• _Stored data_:
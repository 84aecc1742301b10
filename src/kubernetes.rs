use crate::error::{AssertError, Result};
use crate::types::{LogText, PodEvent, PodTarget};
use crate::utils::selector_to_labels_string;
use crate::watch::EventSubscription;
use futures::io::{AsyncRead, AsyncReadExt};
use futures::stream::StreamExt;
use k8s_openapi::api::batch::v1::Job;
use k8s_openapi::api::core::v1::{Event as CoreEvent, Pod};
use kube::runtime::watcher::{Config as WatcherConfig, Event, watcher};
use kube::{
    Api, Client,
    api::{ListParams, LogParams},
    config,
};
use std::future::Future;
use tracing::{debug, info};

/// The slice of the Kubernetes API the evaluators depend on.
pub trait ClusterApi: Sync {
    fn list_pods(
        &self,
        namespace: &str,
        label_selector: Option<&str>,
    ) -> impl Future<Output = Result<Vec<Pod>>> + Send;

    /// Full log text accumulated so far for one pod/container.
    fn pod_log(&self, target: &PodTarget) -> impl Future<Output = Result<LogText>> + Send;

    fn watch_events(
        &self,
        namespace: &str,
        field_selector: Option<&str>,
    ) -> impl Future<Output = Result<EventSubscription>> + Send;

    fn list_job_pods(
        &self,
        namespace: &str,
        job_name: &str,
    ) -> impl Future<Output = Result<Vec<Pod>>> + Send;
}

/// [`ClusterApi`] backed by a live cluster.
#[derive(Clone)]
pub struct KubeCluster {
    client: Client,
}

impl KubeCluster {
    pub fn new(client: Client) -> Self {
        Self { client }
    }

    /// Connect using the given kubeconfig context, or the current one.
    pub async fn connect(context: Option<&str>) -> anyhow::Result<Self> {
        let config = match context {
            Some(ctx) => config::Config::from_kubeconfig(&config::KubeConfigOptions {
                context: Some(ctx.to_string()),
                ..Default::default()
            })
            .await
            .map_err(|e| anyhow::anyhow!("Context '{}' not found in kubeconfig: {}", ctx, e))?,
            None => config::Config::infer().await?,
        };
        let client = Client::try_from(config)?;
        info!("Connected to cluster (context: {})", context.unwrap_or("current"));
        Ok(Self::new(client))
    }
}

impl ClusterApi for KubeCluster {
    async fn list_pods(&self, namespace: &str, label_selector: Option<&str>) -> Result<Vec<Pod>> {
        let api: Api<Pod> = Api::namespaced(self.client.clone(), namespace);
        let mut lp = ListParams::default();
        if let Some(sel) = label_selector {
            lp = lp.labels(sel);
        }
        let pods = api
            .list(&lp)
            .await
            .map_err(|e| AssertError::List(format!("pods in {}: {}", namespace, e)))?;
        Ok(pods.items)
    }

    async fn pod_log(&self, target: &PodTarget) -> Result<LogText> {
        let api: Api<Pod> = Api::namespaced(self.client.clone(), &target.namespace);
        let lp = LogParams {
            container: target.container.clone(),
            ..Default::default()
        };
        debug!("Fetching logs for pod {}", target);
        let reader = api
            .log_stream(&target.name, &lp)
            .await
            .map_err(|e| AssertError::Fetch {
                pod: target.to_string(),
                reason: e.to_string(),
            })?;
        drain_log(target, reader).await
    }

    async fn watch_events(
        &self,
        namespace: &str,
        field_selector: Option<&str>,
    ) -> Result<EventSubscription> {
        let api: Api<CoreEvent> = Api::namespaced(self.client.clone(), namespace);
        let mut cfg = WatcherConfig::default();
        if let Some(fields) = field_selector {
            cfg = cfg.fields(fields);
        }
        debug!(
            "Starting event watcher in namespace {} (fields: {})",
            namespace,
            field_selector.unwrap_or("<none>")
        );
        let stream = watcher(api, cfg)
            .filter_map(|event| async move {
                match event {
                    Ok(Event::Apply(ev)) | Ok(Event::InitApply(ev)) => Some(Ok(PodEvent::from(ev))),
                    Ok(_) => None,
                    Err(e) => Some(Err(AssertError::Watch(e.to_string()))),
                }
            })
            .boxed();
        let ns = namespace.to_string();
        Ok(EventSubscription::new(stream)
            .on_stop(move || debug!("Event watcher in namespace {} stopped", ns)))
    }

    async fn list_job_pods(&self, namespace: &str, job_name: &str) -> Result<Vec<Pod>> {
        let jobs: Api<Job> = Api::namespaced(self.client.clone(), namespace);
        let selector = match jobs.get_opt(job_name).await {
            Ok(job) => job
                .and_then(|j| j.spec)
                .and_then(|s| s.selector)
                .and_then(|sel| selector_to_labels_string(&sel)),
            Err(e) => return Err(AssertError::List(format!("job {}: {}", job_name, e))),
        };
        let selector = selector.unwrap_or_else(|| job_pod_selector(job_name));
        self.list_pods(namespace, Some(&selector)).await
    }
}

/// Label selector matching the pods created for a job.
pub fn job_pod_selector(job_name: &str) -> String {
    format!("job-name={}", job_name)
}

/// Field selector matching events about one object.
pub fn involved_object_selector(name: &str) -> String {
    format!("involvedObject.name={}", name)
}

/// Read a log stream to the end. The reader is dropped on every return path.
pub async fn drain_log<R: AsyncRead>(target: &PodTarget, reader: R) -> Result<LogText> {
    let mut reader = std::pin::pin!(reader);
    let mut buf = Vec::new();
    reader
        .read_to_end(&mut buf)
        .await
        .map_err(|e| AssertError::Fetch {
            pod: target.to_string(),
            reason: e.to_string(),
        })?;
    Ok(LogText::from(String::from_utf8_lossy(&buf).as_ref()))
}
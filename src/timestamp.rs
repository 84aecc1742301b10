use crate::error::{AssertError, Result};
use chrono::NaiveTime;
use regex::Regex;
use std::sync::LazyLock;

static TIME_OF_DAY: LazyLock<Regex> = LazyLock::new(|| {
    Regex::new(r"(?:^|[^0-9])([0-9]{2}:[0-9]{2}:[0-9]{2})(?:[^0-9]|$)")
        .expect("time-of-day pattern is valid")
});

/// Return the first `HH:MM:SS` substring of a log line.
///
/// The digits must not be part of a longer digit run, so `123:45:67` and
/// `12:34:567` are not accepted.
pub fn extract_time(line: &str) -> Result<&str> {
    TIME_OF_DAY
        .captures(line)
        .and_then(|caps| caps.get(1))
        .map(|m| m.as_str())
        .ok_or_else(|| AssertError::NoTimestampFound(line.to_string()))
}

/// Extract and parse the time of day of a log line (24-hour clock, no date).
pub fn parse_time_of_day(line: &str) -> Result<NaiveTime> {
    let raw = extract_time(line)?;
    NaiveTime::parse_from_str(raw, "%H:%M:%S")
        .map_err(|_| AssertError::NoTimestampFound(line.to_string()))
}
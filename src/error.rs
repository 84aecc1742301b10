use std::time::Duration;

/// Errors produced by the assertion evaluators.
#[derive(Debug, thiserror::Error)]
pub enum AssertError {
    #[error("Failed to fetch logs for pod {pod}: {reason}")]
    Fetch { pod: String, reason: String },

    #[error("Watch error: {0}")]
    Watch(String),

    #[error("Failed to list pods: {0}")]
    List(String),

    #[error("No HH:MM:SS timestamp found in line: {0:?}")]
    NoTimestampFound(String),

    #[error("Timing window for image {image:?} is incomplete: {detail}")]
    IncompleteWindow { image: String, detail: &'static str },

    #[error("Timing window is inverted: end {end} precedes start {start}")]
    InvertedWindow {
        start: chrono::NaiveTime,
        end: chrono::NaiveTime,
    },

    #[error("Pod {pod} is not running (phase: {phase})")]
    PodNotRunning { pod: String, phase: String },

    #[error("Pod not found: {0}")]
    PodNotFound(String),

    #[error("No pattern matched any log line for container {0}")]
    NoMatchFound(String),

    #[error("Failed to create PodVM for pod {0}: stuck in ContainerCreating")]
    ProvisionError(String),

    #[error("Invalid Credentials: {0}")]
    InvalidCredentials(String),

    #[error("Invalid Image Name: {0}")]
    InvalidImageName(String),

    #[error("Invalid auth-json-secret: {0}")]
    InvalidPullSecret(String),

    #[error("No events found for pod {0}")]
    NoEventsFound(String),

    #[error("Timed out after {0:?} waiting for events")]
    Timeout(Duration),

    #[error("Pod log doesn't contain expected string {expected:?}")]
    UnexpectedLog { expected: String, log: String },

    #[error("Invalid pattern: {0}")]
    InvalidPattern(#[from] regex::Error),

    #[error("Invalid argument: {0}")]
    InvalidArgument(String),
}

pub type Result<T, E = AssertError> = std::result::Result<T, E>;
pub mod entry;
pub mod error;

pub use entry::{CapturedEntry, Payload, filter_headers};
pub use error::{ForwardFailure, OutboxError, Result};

• _Work item_: Please make an exact copy of the lines above from the line with "let client = Client::try_from(config)?;" through the line with "let mut lp = ListParams::default();", both ends included.

• _Written response_:
        let client = Client::try_from(config)?;
        info!("Connected to cluster (context: {})", context.unwrap_or("current"));
        Ok(Self::new(client))
    }
}

impl ClusterApi for KubeCluster {
    async fn list_pods(&self, namespace: &str, label_selector: Option<&str>) -> Result<Vec<Pod>> {
        let api: Api<Pod> = Api::namespaced(self.client.clone(), namespace);
        let mut lp = ListParams::default();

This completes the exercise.